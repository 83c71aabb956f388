//! Block Device Writer (§4.3): streaming, sector-aligned, flush-interval-
//! bounded write of a payload to a raw block device, grounded on the
//! teacher's `stream_zstd` (buffered copy + periodic sync + trailing-byte
//! EOF check), generalized to expose the chunk/sync boundary for progress
//! reporting and the exact-size check the spec requires.

use std::{
    fs::File,
    io::{Read, Seek, SeekFrom, Write},
    path::Path,
};

use agent_api::error::{AgentError, ErrorKind, Result};

/// Inclusive byte range, reported once a chunk has been synced to the
/// device (§4.3: "progress callback... the inclusive byte range that is now
/// durable").
#[derive(Debug, Clone, Copy, PartialEq, Eq)]
pub struct SyncedRange {
    pub start: u64,
    pub end: u64,
}

pub struct BlockDeviceWriter {
    file: File,
    declared_size: u64,
    flush_interval: u64,
    initial_offset: u64,
    bytes_written: u64,
    seeked: bool,
    closed: bool,
}

impl BlockDeviceWriter {
    pub fn new(path: &Path, declared_size: u64, flush_interval: u64) -> Result<Self> {
        let file = File::options().write(true).open(path).map_err(|e| {
            AgentError::with_source(
                ErrorKind::Io,
                format!("failed to open block device '{}'", path.display()),
                e,
            )
        })?;
        Ok(BlockDeviceWriter {
            file,
            declared_size,
            flush_interval,
            initial_offset: 0,
            bytes_written: 0,
            seeked: false,
            closed: false,
        })
    }

    /// Permitted only once, before the first write.
    pub fn seek(&mut self, offset: u64) -> Result<()> {
        if self.seeked {
            return Err(AgentError::new(
                ErrorKind::Fatal,
                "seek called more than once on BlockDeviceWriter",
            ));
        }
        self.file.seek(SeekFrom::Start(offset)).map_err(|e| {
            AgentError::with_source(ErrorKind::Io, "failed to seek block device", e)
        })?;
        self.initial_offset = offset;
        self.seeked = true;
        Ok(())
    }

    /// Reads repeatedly from `reader`, writing in chunks of at most
    /// `flush_interval` bytes and issuing a `sync_all` after every
    /// cumulative `flush_interval` bytes, calling `on_synced` once per
    /// synced block with the inclusive durable byte range.
    pub fn read_from<R, F>(&mut self, mut reader: R, mut on_synced: F) -> Result<()>
    where
        R: Read,
        F: FnMut(SyncedRange),
    {
        let mut buf = vec![0u8; self.flush_interval.min(4 << 20).max(4096) as usize];
        let mut pending_since_sync: u64 = 0;
        let mut chunk_start = self.initial_offset + self.bytes_written;

        loop {
            let want = self.flush_interval.saturating_sub(pending_since_sync).min(buf.len() as u64) as usize;
            let want = want.max(1);
            let n = reader.read(&mut buf[..want]).map_err(|e| {
                AgentError::with_source(ErrorKind::Io, "failed to read payload stream", e)
            })?;
            if n == 0 {
                break;
            }
            self.file.write_all(&buf[..n]).map_err(|e| {
                AgentError::with_source(ErrorKind::Io, "failed to write to block device", e)
            })?;
            self.bytes_written += n as u64;
            pending_since_sync += n as u64;

            if pending_since_sync >= self.flush_interval {
                self.file.sync_all().map_err(|e| {
                    AgentError::with_source(ErrorKind::Io, "failed to sync block device", e)
                })?;
                let synced_end = self.initial_offset + self.bytes_written;
                on_synced(SyncedRange {
                    start: chunk_start,
                    end: synced_end.saturating_sub(1),
                });
                chunk_start = synced_end;
                pending_since_sync = 0;
            }
        }

        if pending_since_sync > 0 {
            self.file.sync_all().map_err(|e| {
                AgentError::with_source(ErrorKind::Io, "failed to sync block device", e)
            })?;
            let synced_end = self.initial_offset + self.bytes_written;
            on_synced(SyncedRange {
                start: chunk_start,
                end: synced_end.saturating_sub(1),
            });
        }

        Ok(())
    }

    /// Fails if the number of bytes read does not equal `S - initialOffset`.
    pub fn check_full_image_written(&self) -> Result<()> {
        let expected = self.declared_size.saturating_sub(self.initial_offset);
        if self.bytes_written != expected {
            return Err(AgentError::new(
                ErrorKind::Fatal,
                format!(
                    "expected to write {expected} bytes, wrote {}",
                    self.bytes_written
                ),
            ));
        }
        Ok(())
    }

    pub fn close(mut self) -> Result<()> {
        self.file.sync_all().map_err(|e| {
            AgentError::with_source(ErrorKind::Io, "failed to sync block device on close", e)
        })?;
        self.closed = true;
        Ok(())
    }
}

impl Drop for BlockDeviceWriter {
    fn drop(&mut self) {
        if !self.closed {
            let _ = self.file.sync_all();
        }
    }
}

#[cfg(test)]
mod tests {
    use super::*;
    use std::io::Cursor;

    fn blank_file(size: u64) -> (tempfile::TempDir, std::path::PathBuf) {
        let dir = tempfile::tempdir().unwrap();
        let path = dir.path().join("device.img");
        let file = File::create(&path).unwrap();
        file.set_len(size).unwrap();
        (dir, path)
    }

    #[test]
    fn writes_exact_declared_size_with_periodic_sync() {
        let (_dir, path) = blank_file(1024);
        let mut writer = BlockDeviceWriter::new(&path, 1000, 256).unwrap();

        let payload = vec![7u8; 1000];
        let mut synced_ranges = Vec::new();
        writer
            .read_from(Cursor::new(payload), |range| synced_ranges.push(range))
            .unwrap();

        writer.check_full_image_written().unwrap();
        writer.close().unwrap();

        assert_eq!(synced_ranges.len(), 4);
        assert_eq!(synced_ranges[0], SyncedRange { start: 0, end: 255 });
        assert_eq!(synced_ranges.last().unwrap().end, 999);
    }

    #[test]
    fn wrong_declared_size_fails_the_check() {
        let (_dir, path) = blank_file(1024);
        let mut writer = BlockDeviceWriter::new(&path, 900, 256).unwrap();

        let payload = vec![1u8; 1000];
        writer.read_from(Cursor::new(payload), |_| {}).unwrap();

        assert!(writer.check_full_image_written().is_err());
    }

    #[test]
    fn second_seek_is_rejected() {
        let (_dir, path) = blank_file(1024);
        let mut writer = BlockDeviceWriter::new(&path, 1000, 256).unwrap();
        writer.seek(0).unwrap();
        assert!(writer.seek(10).is_err());
    }

    #[test]
    fn initial_offset_shrinks_expected_byte_count() {
        let (_dir, path) = blank_file(1024);
        let mut writer = BlockDeviceWriter::new(&path, 1000, 256).unwrap();
        writer.seek(100).unwrap();

        let payload = vec![9u8; 900];
        writer.read_from(Cursor::new(payload), |_| {}).unwrap();
        writer.check_full_image_written().unwrap();
    }
}
pub mod block_devices;
pub mod dependencies;
pub mod findmnt;
pub mod scripts;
+--
| Work to be completed |
Repeat the whole listing exactly, line for line.

| Result of this task |
repository 83c71aabb956f388
//! Block Device Writer (§4.3): streaming, sector-aligned, flush-interval-
//! bounded write of a payload to a raw block device, grounded on the
//! teacher's `stream_zstd` (buffered copy + periodic sync + trailing-byte
//! EOF check), generalized to expose the chunk/sync boundary for progress
//! reporting and the exact-size check the spec requires.

use std::{
    fs::File,
    io::{Read, Seek, SeekFrom, Write},
    path::Path,
};

use agent_api::error::{AgentError, ErrorKind, Result};

/// Inclusive byte range, reported once a chunk has been synced to the
/// device (§4.3: "progress callback... the inclusive byte range that is now
/// durable").
#[derive(Debug, Clone, Copy, PartialEq, Eq)]
pub struct SyncedRange {
    pub start: u64,
    pub end: u64,
}

pub struct BlockDeviceWriter {
    file: File,
    declared_size: u64,
    flush_interval: u64,
    initial_offset: u64,
    bytes_written: u64,
    seeked: bool,
    closed: bool,
}

impl BlockDeviceWriter {
    pub fn new(path: &Path, declared_size: u64, flush_interval: u64) -> Result<Self> {
        let file = File::options().write(true).open(path).map_err(|e| {
            AgentError::with_source(
                ErrorKind::Io,
                format!("failed to open block device '{}'", path.display()),
                e,
            )
        })?;
        Ok(BlockDeviceWriter {
            file,
            declared_size,
            flush_interval,
            initial_offset: 0,
            bytes_written: 0,
            seeked: false,
            closed: false,
        })
    }

    /// Permitted only once, before the first write.
    pub fn seek(&mut self, offset: u64) -> Result<()> {
        if self.seeked {
            return Err(AgentError::new(
                ErrorKind::Fatal,
                "seek called more than once on BlockDeviceWriter",
            ));
        }
        self.file.seek(SeekFrom::Start(offset)).map_err(|e| {
            AgentError::with_source(ErrorKind::Io, "failed to seek block device", e)
        })?;
        self.initial_offset = offset;
        self.seeked = true;
        Ok(())
    }

    /// Reads repeatedly from `reader`, writing in chunks of at most
    /// `flush_interval` bytes and issuing a `sync_all` after every
    /// cumulative `flush_interval` bytes, calling `on_synced` once per
    /// synced block with the inclusive durable byte range.
    pub fn read_from<R, F>(&mut self, mut reader: R, mut on_synced: F) -> Result<()>
    where
        R: Read,
        F: FnMut(SyncedRange),
    {
        let mut buf = vec![0u8; self.flush_interval.min(4 << 20).max(4096) as usize];
        let mut pending_since_sync: u64 = 0;
        let mut chunk_start = self.initial_offset + self.bytes_written;

        loop {
            let want = self.flush_interval.saturating_sub(pending_since_sync).min(buf.len() as u64) as usize;
            let want = want.max(1);
            let n = reader.read(&mut buf[..want]).map_err(|e| {
                AgentError::with_source(ErrorKind::Io, "failed to read payload stream", e)
            })?;
            if n == 0 {
                break;
            }
            self.file.write_all(&buf[..n]).map_err(|e| {
                AgentError::with_source(ErrorKind::Io, "failed to write to block device", e)
            })?;
            self.bytes_written += n as u64;
            pending_since_sync += n as u64;

            if pending_since_sync >= self.flush_interval {
                self.file.sync_all().map_err(|e| {
                    AgentError::with_source(ErrorKind::Io, "failed to sync block device", e)
                })?;
                let synced_end = self.initial_offset + self.bytes_written;
                on_synced(SyncedRange {
                    start: chunk_start,
                    end: synced_end.saturating_sub(1),
                });
                chunk_start = synced_end;
                pending_since_sync = 0;
            }
        }

        if pending_since_sync > 0 {
            self.file.sync_all().map_err(|e| {
                AgentError::with_source(ErrorKind::Io, "failed to sync block device", e)
            })?;
            let synced_end = self.initial_offset + self.bytes_written;
            on_synced(SyncedRange {
                start: chunk_start,
                end: synced_end.saturating_sub(1),
            });
        }

        Ok(())
    }

    /// Fails if the number of bytes read does not equal `S - initialOffset`.
    pub fn check_full_image_written(&self) -> Result<()> {
        let expected = self.declared_size.saturating_sub(self.initial_offset);
        if self.bytes_written != expected {
            return Err(AgentError::new(
                ErrorKind::Fatal,
                format!(
                    "expected to write {expected} bytes, wrote {}",
                    self.bytes_written
                ),
            ));
        }
        Ok(())
    }

    pub fn close(mut self) -> Result<()> {
        self.file.sync_all().map_err(|e| {
            AgentError::with_source(ErrorKind::Io, "failed to sync block device on close", e)
        })?;
        self.closed = true;
        Ok(())
    }
}

impl Drop for BlockDeviceWriter {
    fn drop(&mut self) {
        if !self.closed {
            let _ = self.file.sync_all();
        }
    }
}

#[cfg(test)]
mod tests {
    use super::*;
    use std::io::Cursor;

    fn blank_file(size: u64) -> (tempfile::TempDir, std::path::PathBuf) {
        let dir = tempfile::tempdir().unwrap();
        let path = dir.path().join("device.img");
        let file = File::create(&path).unwrap();
        file.set_len(size).unwrap();
        (dir, path)
    }

    #[test]
    fn writes_exact_declared_size_with_periodic_sync() {
        let (_dir, path) = blank_file(1024);
        let mut writer = BlockDeviceWriter::new(&path, 1000, 256).unwrap();

        let payload = vec![7u8; 1000];
        let mut synced_ranges = Vec::new();
        writer
            .read_from(Cursor::new(payload), |range| synced_ranges.push(range))
            .unwrap();

        writer.check_full_image_written().unwrap();
        writer.close().unwrap();

        assert_eq!(synced_ranges.len(), 4);
        assert_eq!(synced_ranges[0], SyncedRange { start: 0, end: 255 });
        assert_eq!(synced_ranges.last().unwrap().end, 999);
    }

    #[test]
    fn wrong_declared_size_fails_the_check() {
        let (_dir, path) = blank_file(1024);
        let mut writer = BlockDeviceWriter::new(&path, 900, 256).unwrap();

        let payload = vec![1u8; 1000];
        writer.read_from(Cursor::new(payload), |_| {}).unwrap();

        assert!(writer.check_full_image_written().is_err());
    }

    #[test]
    fn second_seek_is_rejected() {
        let (_dir, path) = blank_file(1024);
        let mut writer = BlockDeviceWriter::new(&path, 1000, 256).unwrap();
        writer.seek(0).unwrap();
        assert!(writer.seek(10).is_err());
    }

    #[test]
    fn initial_offset_shrinks_expected_byte_count() {
        let (_dir, path) = blank_file(1024);
        let mut writer = BlockDeviceWriter::new(&path, 1000, 256).unwrap();
        writer.seek(100).unwrap();

        let payload = vec![9u8; 900];
        writer.read_from(Cursor::new(payload), |_| {}).unwrap();
        writer.check_full_image_written().unwrap();
    }
}
pub mod block_devices;
pub mod dependencies;
pub mod findmnt;
pub mod scripts;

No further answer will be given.